More than 1,700 people lined up for appointments at Bishop's Gallup location during the first 13 days since the program began, owner Doug Bishop said. He anticipates serving 4,000 people before the contract expires Sept. 30.
"It's crazy," he said. "We're doing a couple hundred pairs of eyeglasses per day."
Bishop also operates a store in Farmington.
The money was allocated at the tail end of the Council's winter session in January, Shiprock delegate Leonard Anthony said. The last-minute bill, sponsored by Anthony and Mariano Lake/Smith Lake delegate Young Jeff Tom, called for a Request for Proposals from local optical outlets.
The bill came after the Council voted earlier in the session to appropriate an additional $300,000 from the Unreserved, Undesignated Fund to three other local optical companies.
"Money was left on the floor," Anthony said. "The needs are massive. The legislative language was worded so all people can be served."
Since 1992, Bishop has submitted bids annually to the Council to fund an eyeglass program for the tribe's elders. Only recently, the program expanded to provide eyeglasses for students and any other tribal member in need.
"Navajo elders need services," Bishop said. "They'll sit out there in hogans for years and we won't see them."
Tribal programs such as the Foster Grandparents often are the best avenues to find elders in need of eye care, said Louise Washburn, volunteer coordinator for the Northern Navajo Agency's Foster Grandparent program.
About 30 elders volunteer for the program in the Shiprock area, and when Washburn asked who among them needed a new pair of glasses, about 26 of them raised their hands, she said.
"It's just like you're looking at another student when these elders need glasses," she said. "They're squinting at the board. They're volunteering in the classroom, but when they can't see, that's when you know they need some help."
Many of the tribe's elders have no money to pay for services, and few have had exams or new glasses in the last decade, Washburn said.
Bishop opened his doors to any Navajo with a census number as soon as the latest appropriation was in his pocket, he said. They are being fitted as quickly as possible with frames and lenses.
The majority of clients seeking services historically have gone to the Gallup location because a doctor in Gallup partners with Bishop to offer low-cost exams, Anthony said.
Anthony wants to see more local citizens go to the Farmington store, but the Nation and Bishop still are trying to partner with a local doctor for exams.
"The southern portion, that region is being served in Gallup," Anthony said. "We need to catch the people in this section, especially the students."
Students often are overlooked when it comes to optical care, Anthony said. A large percentage of low-income families and a lack of insurance among Navajo citizens means eye care often is not a priority.
"That's an important concept to realize," he said. "In order to read and write, kids need to see the board. They need glasses."
Anthony especially wants to invite students in the Central Consolidated School District to participate in the program. About 90 percent of the district's student population is Navajo.

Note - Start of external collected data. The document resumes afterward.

// crates/arbiter-server/src/audit.rs
// ============================================================================
// Module: Server Audit Logging
// Description: Structured audit events for tool call handling.
// Purpose: Emit redacted audit lines without hard dependencies.
// Dependencies: serde, crate::{telemetry, tools}
// ============================================================================

//! ## Overview
//! This module defines audit event payloads and sinks for tool call logging.
//! Events are JSON lines carrying sizes, outcomes, and timings; raw request
//! payloads are never logged.

// ============================================================================
// SECTION: Imports
// ============================================================================

use std::fs::File;
use std::fs::OpenOptions;
use std::io;
use std::io::Write;
use std::path::Path;
use std::sync::Mutex;
use std::time::SystemTime;
use std::time::UNIX_EPOCH;

use serde::Serialize;

use crate::telemetry::ToolOutcome;

// ============================================================================
// SECTION: Types
// ============================================================================

/// Tool call audit event payload.
#[derive(Debug, Clone, Serialize)]
pub struct ToolAuditEvent {
    /// Event identifier.
    pub event: &'static str,
    /// Event timestamp (milliseconds since epoch).
    pub timestamp_ms: u128,
    /// Tool name when the call named a known tool.
    pub tool: Option<String>,
    /// Request outcome.
    pub outcome: &'static str,
    /// Normalized error kind label when the call failed.
    pub error_kind: Option<&'static str>,
    /// Request body size in bytes.
    pub request_bytes: usize,
    /// Response body size in bytes.
    pub response_bytes: usize,
    /// Request latency in milliseconds.
    pub duration_ms: u64,
    /// Peer IP address when available.
    pub peer_ip: Option<String>,
}

impl ToolAuditEvent {
    /// Creates an audit event stamped with the current time.
    #[must_use]
    pub fn new(
        tool: Option<String>,
        outcome: ToolOutcome,
        error_kind: Option<&'static str>,
        request_bytes: usize,
        response_bytes: usize,
        duration_ms: u64,
        peer_ip: Option<String>,
    ) -> Self {
        let timestamp_ms = SystemTime::now()
            .duration_since(UNIX_EPOCH)
            .map_or(0, |elapsed| elapsed.as_millis());
        Self {
            event: "tool_call",
            timestamp_ms,
            tool,
            outcome: outcome.as_str(),
            error_kind,
            request_bytes,
            response_bytes,
            duration_ms,
            peer_ip,
        }
    }
}

// ============================================================================
// SECTION: Sinks
// ============================================================================

/// Audit sink for tool call events.
pub trait ToolAuditSink: Send + Sync {
    /// Records one audit event.
    fn record(&self, event: &ToolAuditEvent);
}

/// Audit sink that discards events.
pub struct NoopAuditSink;

impl ToolAuditSink for NoopAuditSink {
    fn record(&self, _event: &ToolAuditEvent) {}
}

/// Audit sink writing JSON lines to stderr.
pub struct StderrAuditSink;

impl ToolAuditSink for StderrAuditSink {
    fn record(&self, event: &ToolAuditEvent) {
        if let Ok(line) = serde_json::to_string(event) {
            let _ = writeln!(io::stderr(), "{line}");
        }
    }
}

/// Audit sink appending JSON lines to a file.
pub struct FileAuditSink {
    /// Open file handle for appending audit events.
    file: Mutex<File>,
}

impl FileAuditSink {
    /// Opens or creates the audit log file.
    ///
    /// # Errors
    ///
    /// Returns [`io::Error`] when the file cannot be opened.
    pub fn new(path: &Path) -> Result<Self, io::Error> {
        let file = OpenOptions::new().create(true).append(true).open(path)?;
        Ok(Self {
            file: Mutex::new(file),
        })
    }
}

impl ToolAuditSink for FileAuditSink {
    fn record(&self, event: &ToolAuditEvent) {
        if let Ok(line) = serde_json::to_string(event)
            && let Ok(mut file) = self.file.lock()
        {
            let _ = writeln!(file, "{line}");
            let _ = file.flush();
        }
    }
}

// ============================================================================
// SECTION: Tests
// ============================================================================

#[cfg(test)]
mod tests {
    #![allow(
        clippy::panic,
        clippy::unwrap_used,
        clippy::expect_used,
        reason = "Test-only panic-based assertions are permitted."
    )]

    use super::FileAuditSink;
    use super::ToolAuditEvent;
    use super::ToolAuditSink;
    use crate::telemetry::ToolOutcome;

    #[test]
    fn file_sink_appends_json_lines() {
        let dir = tempfile::tempdir().expect("tempdir");
        let path = dir.path().join("audit.jsonl");
        let sink = FileAuditSink::new(&path).expect("sink");
        sink.record(&ToolAuditEvent::new(
            Some("judge".to_string()),
            ToolOutcome::Ok,
            None,
            120,
            240,
            4,
            None,
        ));
        sink.record(&ToolAuditEvent::new(
            None,
            ToolOutcome::Error,
            Some("invalid_input"),
            8,
            64,
            1,
            Some("127.0.0.1".to_string()),
        ));
        let contents = std::fs::read_to_string(&path).expect("read");
        let lines: Vec<&str> = contents.lines().collect();
        assert_eq!(lines.len(), 2);
        let first: serde_json::Value = serde_json::from_str(lines[0]).expect("json");
        assert_eq!(first["event"], "tool_call");
        assert_eq!(first["tool"], "judge");
        let second: serde_json::Value = serde_json::from_str(lines[1]).expect("json");
        assert_eq!(second["error_kind"], "invalid_input");
    }
}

Maridawn Mears, a nurse at Kirtland Central High School, estimated as many as 30 percent of CCSD students need eyeglasses.
"We want the student to be successful," she said. "If they can't see, it's going to be hard for them to do good academically. When they fail in academics, they start feeling bad about themselves. We feel that's a major priority to get those basic needs taken care of so they do have that chance to succeed."
Until the Nation can partner with a Farmington doctor, clients have the option of paying out-of-pocket for an exam, Bishop said. They also are welcome to travel to Gallup for free services.
Bishop also accepts clients with insurance, said Rita Watson, a dispensing optician in the Farmington office. Or, if clients already have a copy of their prescriptions, Bishop can fit them with eyeglasses without the exam.